O bairro "mais democrático" de Lisboa quer voltar a chamar moradores
Há quem lhe chame o "mais democrático dos bairros de Lisboa", que ao longo dos séculos juntou nas suas ruas populares, nobreza e a alta burguesia lisboeta, antes de se transformar no grande bairro boémio da capital. Foi lá que se instalou, em finais do século XIX, boa parte dos mais importantes títulos da imprensa portuguesa - 80% dos diários lisboetas passaram por lá.
É precisamente um destes quarteirões, um conjunto de sete edifícios que são atualmente património municipal, entre a Rua do Norte e a Rua do Diário de Notícias - um dos imóveis foi precisamente a sede do DN até 1940 -, que a Câmara de Lisboa se propõe agora reabilitar, com a construção de 45 fogos que terão como destino o programa de arrendamento acessível. Com tipologias entre T0 e T3, a autarquia aponta sobretudo à população mais jovem, numa freguesia que sentiu como poucas a saída de moradores ao longo dos últimos anos, uma situação que a presidente da junta de freguesia classifica como "dramática".
Segundo Carla Madeira, que falava ontem na apresentação do projeto, a freguesia da Misericórdia perdeu nos últimos sete anos mais de três mil residentes. Em 2013, quando a freguesia foi criada, "tínhamos 13.200 eleitores, ao dia de hoje temos 10.047". Uma "diminuição abrupta", diria ao DN, com a saída sobretudo de moradores mais velhos, com contratos antigos, em resultado da "lei do arrendamento de 2012 [a chamada "lei Cristas"]". Mas também, posteriormente, de moradores mais jovens, que não tiveram os contratos renovados ou foram confrontados com rendas incomportáveis dado o "aumento da procura de casas para alojamento local".
O projeto apresentado ontem prevê a construção de 19 fogos de tipologia T0, outros 19 de tipologia T1, seis T2 e um T3. O conjunto que atualmente integra sete edifícios, visivelmente degradados, ficará com apenas cinco depois das obras, com um pátio interior conjunto. Os pisos térreos não serão destinados a habitação, mas a um espaço multiúsos destinado a projetos independentes e associativos na área do jornalismo ou produção de conteúdos. De acordo com a arquiteta da autarquia Sílvia Nereu, a intervenção será o "menos intrusiva possível", procurando "manter as características preexistentes deste conjunto, a nível sobretudo de volumetrias, fachadas e também na geometria de implantação dos vários edifícios".

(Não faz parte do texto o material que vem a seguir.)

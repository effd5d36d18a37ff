use serde::{Deserialize, Serialize};

use crate::types::Seconds;

#[derive(Debug, Clone, Copy, PartialEq, Serialize, Deserialize)]
pub struct Sample {
    pub seconds: Seconds,
    pub value: f64,
}

/// An exogenous time series such as ambient temperature or electricity price.
///
/// Deserializes from a bare number or from an array of `{seconds, value}` samples.
#[derive(Debug, Clone, PartialEq, Serialize, Deserialize)]
#[serde(untagged)]
pub enum Signal {
    Static(f64),
    Series(Vec<Sample>),
}

impl Default for Signal {
    fn default() -> Self {
        Signal::Static(0.0)
    }
}

impl Signal {
    pub fn is_empty(&self) -> bool {
        matches!(self, Signal::Series(samples) if samples.is_empty())
    }

    /// Mean over `start <= seconds < end`.
    ///
    /// A window with no samples falls back to the latest sample at or before `start`, or to the
    /// earliest sample when the window lies before the series.
    pub fn mean(&self, start: Seconds, end: Seconds) -> f64 {
        let samples = match self {
            Signal::Static(value) => return *value,
            Signal::Series(samples) => samples,
        };

        let (sum, n) = samples
            .iter()
            .filter(|s| s.seconds >= start && s.seconds < end)
            .fold((0.0, 0usize), |(sum, n), s| (sum + s.value, n + 1));
        if n > 0 {
            return sum / n as f64;
        }

        samples
            .iter()
            .filter(|s| s.seconds <= start)
            .max_by_key(|s| s.seconds)
            .or_else(|| samples.iter().min_by_key(|s| s.seconds))
            .map(|s| s.value)
            .unwrap_or(0.0)
    }
}

/// Exogenous series every trader may consult.
#[derive(Debug, Clone, Default)]
pub struct Signals {
    pub ambient_temperature: Signal,
    pub electricity_price: Signal,
    pub fuel_price: Signal,
    pub electricity_demand: Signal,
}

impl Signals {
    pub fn from_experiment(experiment: &crate::config::ExperimentConfig) -> Self {
        Self {
            ambient_temperature: experiment.ambient_temperature.clone(),
            electricity_price: experiment.cost_electricity.clone(),
            fuel_price: experiment.cost_fuel.clone(),
            electricity_demand: experiment.electricity_demand.clone(),
        }
    }
}

#[cfg(test)]
mod tests {
    use super::*;

    fn series() -> Signal {
        Signal::Series(vec![
            Sample {
                seconds: 0,
                value: 10.0,
            },
            Sample {
                seconds: 900,
                value: 14.0,
            },
            Sample {
                seconds: 1800,
                value: 18.0,
            },
        ])
    }

    #[test]
    fn static_signal_ignores_window() {
        assert_eq!(Signal::Static(21.5).mean(0, 10), 21.5);
    }

    #[test]
    fn window_mean_covers_half_open_interval() {
        assert!((series().mean(0, 1800) - 12.0).abs() < 1e-9);
        assert!((series().mean(900, 2700) - 16.0).abs() < 1e-9);
    }

    #[test]
    fn empty_window_holds_last_value() {
        assert!((series().mean(1000, 1100) - 14.0).abs() < 1e-9);
        assert!((series().mean(5000, 6000) - 18.0).abs() < 1e-9);
    }

    #[test]
    fn parses_number_or_samples() {
        let fixed: Signal = serde_json::from_str("0.3").unwrap();
        assert_eq!(fixed, Signal::Static(0.3));
        let table: Signal =
            serde_json::from_str(r#"[{"seconds": 0, "value": 1.0}, {"seconds": 60, "value": 3.0}]"#)
                .unwrap();
        assert!((table.mean(0, 120) - 2.0).abs() < 1e-9);
    }
}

"Este projeto vai-se transformar num projeto emblemático da cidade de Lisboa e da nova política de habitação. O que conseguirmos fazer aqui será mobilizar património municipal, reabilitar edifícios que estão abandonados, sem uso, e inseri-los numa estratégia de qualificação, de revitalização de uma zona com a história do Bairro Alto", referiu Fernando Medina. Sublinhando que esta é uma zona da cidade "muito assente na fruição noturna", o presidente da autarquia defendeu que essa vertente deve ser equilibrada "com um aumento da população residente" e prometeu que vai avançar a "requalificação integral de todo o espaço público do Bairro Alto". Medina defendeu também que é preciso repensar o que é que o bairro tem para oferecer "em permanência durante o dia", mas essa é uma questão que "precisa de um debate mais aprofundado". Quanto à reabilitação do espaço público, Carla Madeira adianta que este é um projeto que está ainda a ser preparado, e que passará pela requalificação do saneamento, dos passeios e da estrada.
O concurso público para a reabilitação dos edifícios deverá ser lançado em 2021, com um investimento previsto de sete milhões de euros.
"Mais de 80% dos diários lisboetas do século XX - 173 dos 211 identificados por Mário Matos e Lemos em 2006 - passaram pelo Bairro Alto (ou pelo Chiado, incluído nestas contas pela proximidade geográfica e porque as redações de alguns títulos 'saltitaram' de uma zona para outra)", escreve o jornalista e professor universitário Paulo Martins, no livro O Bairro dos Jornais - As Histórias Que Marcaram o Bairro Alto e os Seus Jornais.
No século XIX, a "enorme concentração de tipografias no Bairro Alto", que iam ocupando os espaços amplos das antigas cavalariças e cocheiras dos palácios abandonados pela nobreza após o terramoto de 1755, acabaria por arrastar a instalação de jornais para o mesmo local, transformando-o numa espécie de "capital da imprensa". O DN sairia em 1940 para o edifício da Avenida da Liberdade. Já na década de 90 do século passado, o encerramento do Diário de Lisboa e, pouco depois, o do Diário Popular marcariam o fim de uma era. Atualmente, só o jornal A Bola permanece na sua sede original, na Travessa da Queimada, no que foi em tempos o palácio da família Rebelo Palhares.